** Work required **
Which lines of the entries below run from the one holding "so the stop" to the one holding "pub(crate) const SERVER_TARGET: &str", inclusive? Set down exactly those lines and no others.

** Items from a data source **
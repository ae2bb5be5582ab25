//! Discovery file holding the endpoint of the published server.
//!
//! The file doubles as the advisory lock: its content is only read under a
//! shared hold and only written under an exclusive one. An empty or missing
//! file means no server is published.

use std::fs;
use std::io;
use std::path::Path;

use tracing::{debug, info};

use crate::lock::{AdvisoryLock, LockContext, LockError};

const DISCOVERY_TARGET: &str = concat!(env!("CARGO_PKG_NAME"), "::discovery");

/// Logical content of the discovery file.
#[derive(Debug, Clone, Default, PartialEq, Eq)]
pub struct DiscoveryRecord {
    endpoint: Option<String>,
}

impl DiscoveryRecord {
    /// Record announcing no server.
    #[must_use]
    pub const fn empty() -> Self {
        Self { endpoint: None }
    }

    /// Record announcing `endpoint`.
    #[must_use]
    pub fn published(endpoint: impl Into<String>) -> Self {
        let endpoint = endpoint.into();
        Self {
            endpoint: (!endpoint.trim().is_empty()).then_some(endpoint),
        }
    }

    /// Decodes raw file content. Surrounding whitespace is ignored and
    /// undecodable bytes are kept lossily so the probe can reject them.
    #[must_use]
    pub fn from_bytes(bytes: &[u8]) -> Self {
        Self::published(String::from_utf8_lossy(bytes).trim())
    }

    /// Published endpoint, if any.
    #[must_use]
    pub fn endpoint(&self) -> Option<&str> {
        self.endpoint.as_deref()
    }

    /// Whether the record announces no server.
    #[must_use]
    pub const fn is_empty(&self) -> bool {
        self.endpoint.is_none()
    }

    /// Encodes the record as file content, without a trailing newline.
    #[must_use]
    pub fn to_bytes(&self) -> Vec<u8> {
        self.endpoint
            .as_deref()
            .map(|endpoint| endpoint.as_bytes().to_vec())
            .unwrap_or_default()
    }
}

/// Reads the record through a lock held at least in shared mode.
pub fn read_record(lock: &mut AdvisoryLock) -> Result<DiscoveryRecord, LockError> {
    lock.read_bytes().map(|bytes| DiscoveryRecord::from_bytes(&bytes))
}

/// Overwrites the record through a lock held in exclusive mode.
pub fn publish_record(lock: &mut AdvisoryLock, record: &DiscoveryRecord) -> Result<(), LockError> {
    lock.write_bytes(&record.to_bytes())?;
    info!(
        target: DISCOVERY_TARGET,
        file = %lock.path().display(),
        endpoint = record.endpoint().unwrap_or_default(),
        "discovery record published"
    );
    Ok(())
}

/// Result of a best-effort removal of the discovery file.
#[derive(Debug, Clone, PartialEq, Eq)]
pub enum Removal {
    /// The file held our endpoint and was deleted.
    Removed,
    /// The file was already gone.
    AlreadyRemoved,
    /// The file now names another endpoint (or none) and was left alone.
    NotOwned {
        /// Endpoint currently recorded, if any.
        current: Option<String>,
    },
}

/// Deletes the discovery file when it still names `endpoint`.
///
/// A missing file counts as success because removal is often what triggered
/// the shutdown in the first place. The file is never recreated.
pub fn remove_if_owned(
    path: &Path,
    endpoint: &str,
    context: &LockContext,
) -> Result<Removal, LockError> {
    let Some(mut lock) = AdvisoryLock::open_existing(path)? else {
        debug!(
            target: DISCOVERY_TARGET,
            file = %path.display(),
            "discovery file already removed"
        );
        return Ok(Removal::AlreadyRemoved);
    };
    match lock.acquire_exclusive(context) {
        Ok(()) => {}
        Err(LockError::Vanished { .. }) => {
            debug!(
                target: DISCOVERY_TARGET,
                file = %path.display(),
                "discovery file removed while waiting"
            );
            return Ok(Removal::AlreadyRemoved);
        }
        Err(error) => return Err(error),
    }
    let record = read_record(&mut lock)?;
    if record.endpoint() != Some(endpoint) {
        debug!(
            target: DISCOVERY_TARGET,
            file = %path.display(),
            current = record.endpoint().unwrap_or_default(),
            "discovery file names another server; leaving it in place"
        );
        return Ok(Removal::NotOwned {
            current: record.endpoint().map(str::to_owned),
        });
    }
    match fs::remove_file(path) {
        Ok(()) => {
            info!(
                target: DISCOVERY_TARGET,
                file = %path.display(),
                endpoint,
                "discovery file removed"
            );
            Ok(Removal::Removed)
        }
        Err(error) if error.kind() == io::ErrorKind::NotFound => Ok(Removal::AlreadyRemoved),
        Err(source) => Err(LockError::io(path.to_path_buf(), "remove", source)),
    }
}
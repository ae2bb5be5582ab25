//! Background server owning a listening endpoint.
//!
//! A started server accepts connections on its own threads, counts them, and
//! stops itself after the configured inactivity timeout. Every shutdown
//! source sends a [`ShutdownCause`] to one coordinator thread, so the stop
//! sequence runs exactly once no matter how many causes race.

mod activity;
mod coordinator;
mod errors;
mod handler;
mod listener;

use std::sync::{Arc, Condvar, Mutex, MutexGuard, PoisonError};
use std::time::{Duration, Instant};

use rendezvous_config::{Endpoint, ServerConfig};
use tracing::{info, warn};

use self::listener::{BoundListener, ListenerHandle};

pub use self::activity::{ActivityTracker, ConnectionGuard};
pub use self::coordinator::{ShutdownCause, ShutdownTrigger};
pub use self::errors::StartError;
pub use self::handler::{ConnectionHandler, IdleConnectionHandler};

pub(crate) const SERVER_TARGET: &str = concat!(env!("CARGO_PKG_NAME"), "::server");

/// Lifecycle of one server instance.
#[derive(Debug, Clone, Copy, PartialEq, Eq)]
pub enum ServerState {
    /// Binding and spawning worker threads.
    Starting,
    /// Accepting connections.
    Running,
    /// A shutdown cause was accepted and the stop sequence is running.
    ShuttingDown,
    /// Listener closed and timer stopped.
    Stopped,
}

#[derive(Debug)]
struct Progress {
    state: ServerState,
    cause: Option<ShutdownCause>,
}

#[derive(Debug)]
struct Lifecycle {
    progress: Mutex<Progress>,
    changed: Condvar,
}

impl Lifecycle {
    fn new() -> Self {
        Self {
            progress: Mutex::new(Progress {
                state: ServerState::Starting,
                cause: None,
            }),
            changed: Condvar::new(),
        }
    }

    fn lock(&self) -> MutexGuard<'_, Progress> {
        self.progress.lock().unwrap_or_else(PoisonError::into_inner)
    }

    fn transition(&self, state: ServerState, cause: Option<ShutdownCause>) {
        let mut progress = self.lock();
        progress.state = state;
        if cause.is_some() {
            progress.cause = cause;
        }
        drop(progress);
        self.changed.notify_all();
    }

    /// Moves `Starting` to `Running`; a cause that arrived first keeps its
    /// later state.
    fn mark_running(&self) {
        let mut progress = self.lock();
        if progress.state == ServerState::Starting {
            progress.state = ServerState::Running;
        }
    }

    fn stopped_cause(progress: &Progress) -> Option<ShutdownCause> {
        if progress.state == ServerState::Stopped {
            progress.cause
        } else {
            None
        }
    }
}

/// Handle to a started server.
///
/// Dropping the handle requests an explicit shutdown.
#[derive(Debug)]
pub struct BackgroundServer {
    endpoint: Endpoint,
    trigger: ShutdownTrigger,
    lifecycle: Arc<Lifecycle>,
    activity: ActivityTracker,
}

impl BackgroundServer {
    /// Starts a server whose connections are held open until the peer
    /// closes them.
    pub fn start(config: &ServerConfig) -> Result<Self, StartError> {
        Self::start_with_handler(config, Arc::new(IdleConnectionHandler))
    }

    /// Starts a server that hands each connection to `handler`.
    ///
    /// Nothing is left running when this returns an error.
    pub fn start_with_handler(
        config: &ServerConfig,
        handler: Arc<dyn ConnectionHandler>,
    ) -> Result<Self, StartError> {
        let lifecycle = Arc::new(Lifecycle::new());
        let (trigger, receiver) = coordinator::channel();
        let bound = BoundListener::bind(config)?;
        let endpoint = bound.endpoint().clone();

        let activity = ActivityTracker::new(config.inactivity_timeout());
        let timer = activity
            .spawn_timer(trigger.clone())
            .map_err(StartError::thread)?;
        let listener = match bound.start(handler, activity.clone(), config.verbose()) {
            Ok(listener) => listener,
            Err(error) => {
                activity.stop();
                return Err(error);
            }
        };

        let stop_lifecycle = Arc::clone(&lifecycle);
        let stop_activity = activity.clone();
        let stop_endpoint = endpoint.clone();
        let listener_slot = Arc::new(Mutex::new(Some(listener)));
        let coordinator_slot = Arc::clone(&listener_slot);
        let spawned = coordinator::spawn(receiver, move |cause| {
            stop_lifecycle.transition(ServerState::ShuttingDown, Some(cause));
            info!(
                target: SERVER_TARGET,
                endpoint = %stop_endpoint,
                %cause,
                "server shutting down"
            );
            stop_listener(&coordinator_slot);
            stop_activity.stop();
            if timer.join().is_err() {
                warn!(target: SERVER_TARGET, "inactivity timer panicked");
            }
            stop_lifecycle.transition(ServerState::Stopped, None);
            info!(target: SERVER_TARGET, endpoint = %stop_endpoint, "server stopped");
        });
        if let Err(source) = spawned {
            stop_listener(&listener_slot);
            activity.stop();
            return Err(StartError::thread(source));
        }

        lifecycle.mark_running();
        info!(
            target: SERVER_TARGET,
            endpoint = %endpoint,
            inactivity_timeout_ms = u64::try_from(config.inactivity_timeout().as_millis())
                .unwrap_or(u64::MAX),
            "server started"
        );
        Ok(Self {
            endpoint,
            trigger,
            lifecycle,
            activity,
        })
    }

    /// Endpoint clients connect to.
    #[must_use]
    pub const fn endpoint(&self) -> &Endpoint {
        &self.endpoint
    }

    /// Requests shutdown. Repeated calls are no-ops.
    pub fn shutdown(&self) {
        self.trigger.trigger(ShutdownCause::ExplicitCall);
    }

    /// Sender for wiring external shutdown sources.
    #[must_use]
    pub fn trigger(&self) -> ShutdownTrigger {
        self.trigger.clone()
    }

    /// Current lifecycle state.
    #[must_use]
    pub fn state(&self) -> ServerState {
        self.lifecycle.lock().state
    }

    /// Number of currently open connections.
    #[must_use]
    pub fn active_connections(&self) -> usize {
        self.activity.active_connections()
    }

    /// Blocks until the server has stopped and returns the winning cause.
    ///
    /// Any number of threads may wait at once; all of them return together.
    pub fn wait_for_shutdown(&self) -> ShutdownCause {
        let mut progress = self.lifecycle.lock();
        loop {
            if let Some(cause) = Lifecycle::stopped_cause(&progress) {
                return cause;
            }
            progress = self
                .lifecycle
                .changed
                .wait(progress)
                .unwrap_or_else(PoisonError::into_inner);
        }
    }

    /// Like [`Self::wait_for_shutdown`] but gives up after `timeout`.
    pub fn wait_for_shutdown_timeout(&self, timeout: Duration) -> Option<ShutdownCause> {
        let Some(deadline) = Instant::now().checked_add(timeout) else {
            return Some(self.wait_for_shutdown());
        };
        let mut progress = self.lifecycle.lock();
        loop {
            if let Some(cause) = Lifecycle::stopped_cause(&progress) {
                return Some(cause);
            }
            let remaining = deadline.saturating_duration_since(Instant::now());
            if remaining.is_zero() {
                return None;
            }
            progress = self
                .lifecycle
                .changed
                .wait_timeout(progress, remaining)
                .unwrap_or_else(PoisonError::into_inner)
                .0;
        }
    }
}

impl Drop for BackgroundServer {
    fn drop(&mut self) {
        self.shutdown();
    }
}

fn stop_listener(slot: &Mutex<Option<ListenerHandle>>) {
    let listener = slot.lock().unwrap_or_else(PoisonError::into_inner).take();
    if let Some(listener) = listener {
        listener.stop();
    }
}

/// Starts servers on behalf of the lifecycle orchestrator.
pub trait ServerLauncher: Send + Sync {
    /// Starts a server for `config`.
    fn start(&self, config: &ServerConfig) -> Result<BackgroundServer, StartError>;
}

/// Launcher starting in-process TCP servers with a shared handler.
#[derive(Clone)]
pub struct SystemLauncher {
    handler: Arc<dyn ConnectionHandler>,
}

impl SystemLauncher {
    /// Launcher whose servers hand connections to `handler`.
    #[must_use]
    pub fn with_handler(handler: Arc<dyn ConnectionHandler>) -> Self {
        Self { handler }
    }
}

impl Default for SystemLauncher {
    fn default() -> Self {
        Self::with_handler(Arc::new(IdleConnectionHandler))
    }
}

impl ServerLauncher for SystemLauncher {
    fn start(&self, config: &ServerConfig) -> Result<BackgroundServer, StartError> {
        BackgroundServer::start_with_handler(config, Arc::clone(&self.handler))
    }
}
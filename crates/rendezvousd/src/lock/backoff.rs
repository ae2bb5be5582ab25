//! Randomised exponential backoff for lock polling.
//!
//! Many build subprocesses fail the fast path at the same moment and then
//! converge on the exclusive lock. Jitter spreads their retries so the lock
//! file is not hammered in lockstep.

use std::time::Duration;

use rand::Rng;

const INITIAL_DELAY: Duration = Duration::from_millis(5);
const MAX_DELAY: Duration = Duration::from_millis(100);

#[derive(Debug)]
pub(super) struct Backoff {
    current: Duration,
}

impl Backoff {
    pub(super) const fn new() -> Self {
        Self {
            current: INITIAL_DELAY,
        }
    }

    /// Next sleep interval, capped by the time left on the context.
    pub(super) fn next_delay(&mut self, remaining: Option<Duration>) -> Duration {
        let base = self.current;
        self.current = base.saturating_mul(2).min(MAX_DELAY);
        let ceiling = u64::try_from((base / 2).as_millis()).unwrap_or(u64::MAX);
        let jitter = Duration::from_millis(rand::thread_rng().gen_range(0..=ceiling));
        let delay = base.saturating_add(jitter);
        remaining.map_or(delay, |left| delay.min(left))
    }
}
==
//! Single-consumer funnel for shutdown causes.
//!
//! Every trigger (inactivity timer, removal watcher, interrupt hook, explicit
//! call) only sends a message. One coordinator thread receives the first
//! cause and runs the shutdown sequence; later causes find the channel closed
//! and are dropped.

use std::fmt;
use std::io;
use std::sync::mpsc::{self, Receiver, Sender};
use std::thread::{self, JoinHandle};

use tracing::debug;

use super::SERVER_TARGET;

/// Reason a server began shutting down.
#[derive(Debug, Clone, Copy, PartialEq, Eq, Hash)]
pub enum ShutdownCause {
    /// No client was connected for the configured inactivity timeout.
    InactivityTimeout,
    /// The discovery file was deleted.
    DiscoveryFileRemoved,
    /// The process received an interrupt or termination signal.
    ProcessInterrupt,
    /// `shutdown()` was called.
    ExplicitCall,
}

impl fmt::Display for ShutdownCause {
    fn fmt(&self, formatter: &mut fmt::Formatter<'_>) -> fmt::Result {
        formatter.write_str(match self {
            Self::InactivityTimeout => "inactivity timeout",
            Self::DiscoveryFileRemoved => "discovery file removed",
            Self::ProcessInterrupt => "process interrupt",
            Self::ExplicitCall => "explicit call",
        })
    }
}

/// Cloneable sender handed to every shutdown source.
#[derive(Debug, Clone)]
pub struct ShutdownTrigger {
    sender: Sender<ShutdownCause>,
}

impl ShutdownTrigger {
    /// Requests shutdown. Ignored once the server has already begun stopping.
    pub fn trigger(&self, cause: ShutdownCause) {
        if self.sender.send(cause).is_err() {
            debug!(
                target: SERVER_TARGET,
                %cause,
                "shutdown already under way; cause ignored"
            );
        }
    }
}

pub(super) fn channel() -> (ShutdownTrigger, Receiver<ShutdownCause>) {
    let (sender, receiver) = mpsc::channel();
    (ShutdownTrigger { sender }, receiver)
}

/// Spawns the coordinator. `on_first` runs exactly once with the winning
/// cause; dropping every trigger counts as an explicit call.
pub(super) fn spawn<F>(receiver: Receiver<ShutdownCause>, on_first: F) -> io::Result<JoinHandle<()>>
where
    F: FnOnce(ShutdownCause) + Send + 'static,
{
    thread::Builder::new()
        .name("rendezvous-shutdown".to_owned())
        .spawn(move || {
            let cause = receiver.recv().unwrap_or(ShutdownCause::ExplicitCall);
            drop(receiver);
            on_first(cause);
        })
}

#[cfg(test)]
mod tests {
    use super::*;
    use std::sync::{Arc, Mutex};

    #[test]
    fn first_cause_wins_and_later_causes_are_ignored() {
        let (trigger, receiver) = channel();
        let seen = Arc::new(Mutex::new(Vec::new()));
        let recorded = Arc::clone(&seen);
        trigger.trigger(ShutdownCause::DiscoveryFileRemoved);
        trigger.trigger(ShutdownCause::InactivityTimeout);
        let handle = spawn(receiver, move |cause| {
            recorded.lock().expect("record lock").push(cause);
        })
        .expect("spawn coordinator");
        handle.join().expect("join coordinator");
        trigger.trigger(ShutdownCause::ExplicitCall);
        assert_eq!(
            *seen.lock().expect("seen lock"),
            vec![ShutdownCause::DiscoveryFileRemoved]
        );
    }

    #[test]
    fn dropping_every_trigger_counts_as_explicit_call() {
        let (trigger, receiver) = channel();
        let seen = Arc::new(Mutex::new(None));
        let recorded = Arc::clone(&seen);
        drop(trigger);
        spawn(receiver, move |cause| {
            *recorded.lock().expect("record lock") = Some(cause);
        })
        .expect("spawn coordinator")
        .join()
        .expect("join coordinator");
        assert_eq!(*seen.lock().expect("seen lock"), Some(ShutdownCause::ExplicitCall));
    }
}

** Task answer **
//! source sends a [`ShutdownCause`] to one coordinator thread, so the stop
//! sequence runs exactly once no matter how many causes race.

mod activity;
mod coordinator;
mod errors;
mod handler;
mod listener;

use std::sync::{Arc, Condvar, Mutex, MutexGuard, PoisonError};
use std::time::{Duration, Instant};

use rendezvous_config::{Endpoint, ServerConfig};
use tracing::{info, warn};

use self::listener::{BoundListener, ListenerHandle};

pub use self::activity::{ActivityTracker, ConnectionGuard};
pub use self::coordinator::{ShutdownCause, ShutdownTrigger};
pub use self::errors::StartError;
pub use self::handler::{ConnectionHandler, IdleConnectionHandler};

pub(crate) const SERVER_TARGET: &str = concat!(env!("CARGO_PKG_NAME"), "::server");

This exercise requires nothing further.